▶ WORK INSTRUCTION
Among the records, how many lines carry the string "over"? Give that number with nothing added.

▶ DATA RECORDS
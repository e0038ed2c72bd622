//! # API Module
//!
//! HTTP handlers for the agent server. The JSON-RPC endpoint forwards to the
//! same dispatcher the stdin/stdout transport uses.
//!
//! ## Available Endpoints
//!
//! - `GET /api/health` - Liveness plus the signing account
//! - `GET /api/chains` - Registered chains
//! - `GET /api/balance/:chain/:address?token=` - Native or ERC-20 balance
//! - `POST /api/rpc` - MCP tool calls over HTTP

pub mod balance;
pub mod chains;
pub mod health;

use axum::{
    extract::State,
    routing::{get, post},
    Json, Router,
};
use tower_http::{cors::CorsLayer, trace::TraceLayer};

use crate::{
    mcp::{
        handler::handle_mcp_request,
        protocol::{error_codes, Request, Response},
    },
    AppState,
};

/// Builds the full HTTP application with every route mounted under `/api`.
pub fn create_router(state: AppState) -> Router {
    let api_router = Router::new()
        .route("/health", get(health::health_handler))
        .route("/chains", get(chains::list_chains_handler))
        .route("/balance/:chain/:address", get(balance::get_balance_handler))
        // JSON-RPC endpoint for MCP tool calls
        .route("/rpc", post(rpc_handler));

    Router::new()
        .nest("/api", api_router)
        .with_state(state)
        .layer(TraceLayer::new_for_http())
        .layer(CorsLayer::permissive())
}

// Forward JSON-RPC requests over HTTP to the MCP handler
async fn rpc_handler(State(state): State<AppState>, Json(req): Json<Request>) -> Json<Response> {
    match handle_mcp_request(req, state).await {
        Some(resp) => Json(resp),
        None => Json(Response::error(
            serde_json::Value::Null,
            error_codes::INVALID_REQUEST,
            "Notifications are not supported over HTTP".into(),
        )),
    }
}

* * *

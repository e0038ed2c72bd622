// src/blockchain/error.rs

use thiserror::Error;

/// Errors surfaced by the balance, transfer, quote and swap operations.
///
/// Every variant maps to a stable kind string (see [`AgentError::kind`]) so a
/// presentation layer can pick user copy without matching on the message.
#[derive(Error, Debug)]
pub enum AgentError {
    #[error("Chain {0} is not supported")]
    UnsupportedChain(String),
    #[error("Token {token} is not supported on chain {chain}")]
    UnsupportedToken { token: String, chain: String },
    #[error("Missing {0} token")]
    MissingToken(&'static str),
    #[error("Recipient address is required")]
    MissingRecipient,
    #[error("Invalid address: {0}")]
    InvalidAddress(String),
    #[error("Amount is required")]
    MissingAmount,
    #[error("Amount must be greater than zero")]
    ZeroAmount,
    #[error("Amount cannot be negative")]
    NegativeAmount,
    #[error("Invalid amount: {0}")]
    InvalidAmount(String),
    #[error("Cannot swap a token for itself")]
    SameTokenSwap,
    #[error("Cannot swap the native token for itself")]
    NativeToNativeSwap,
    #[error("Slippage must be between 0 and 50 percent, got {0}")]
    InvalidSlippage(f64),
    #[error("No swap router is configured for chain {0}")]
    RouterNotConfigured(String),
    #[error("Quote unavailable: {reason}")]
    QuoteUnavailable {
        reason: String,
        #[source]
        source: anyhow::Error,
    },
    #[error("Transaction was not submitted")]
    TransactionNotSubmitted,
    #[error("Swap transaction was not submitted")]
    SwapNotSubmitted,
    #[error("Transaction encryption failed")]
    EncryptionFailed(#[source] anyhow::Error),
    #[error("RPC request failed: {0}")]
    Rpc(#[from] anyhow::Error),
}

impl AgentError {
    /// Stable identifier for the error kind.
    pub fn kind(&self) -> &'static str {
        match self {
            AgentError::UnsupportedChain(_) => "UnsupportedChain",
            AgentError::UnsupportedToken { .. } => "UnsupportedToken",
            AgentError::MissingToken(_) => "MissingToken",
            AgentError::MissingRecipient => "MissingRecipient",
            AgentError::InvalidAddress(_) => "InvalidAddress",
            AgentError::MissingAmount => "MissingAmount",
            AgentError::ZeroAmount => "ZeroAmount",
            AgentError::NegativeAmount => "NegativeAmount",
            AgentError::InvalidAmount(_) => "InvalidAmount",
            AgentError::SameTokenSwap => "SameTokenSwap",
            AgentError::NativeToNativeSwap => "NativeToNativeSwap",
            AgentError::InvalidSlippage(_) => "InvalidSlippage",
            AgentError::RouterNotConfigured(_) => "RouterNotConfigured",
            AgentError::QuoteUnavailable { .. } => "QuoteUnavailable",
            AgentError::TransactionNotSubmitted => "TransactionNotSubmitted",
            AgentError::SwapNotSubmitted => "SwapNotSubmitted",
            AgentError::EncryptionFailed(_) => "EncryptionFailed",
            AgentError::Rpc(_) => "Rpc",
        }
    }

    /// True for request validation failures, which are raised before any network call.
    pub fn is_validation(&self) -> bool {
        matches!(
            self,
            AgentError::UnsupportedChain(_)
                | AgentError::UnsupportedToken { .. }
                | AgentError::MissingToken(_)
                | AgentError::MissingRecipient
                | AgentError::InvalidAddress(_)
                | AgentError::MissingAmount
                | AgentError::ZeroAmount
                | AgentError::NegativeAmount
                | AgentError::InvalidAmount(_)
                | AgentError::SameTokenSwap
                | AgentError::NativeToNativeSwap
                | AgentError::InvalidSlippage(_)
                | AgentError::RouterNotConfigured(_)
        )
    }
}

▶ OUTPUT OF THE TASK
3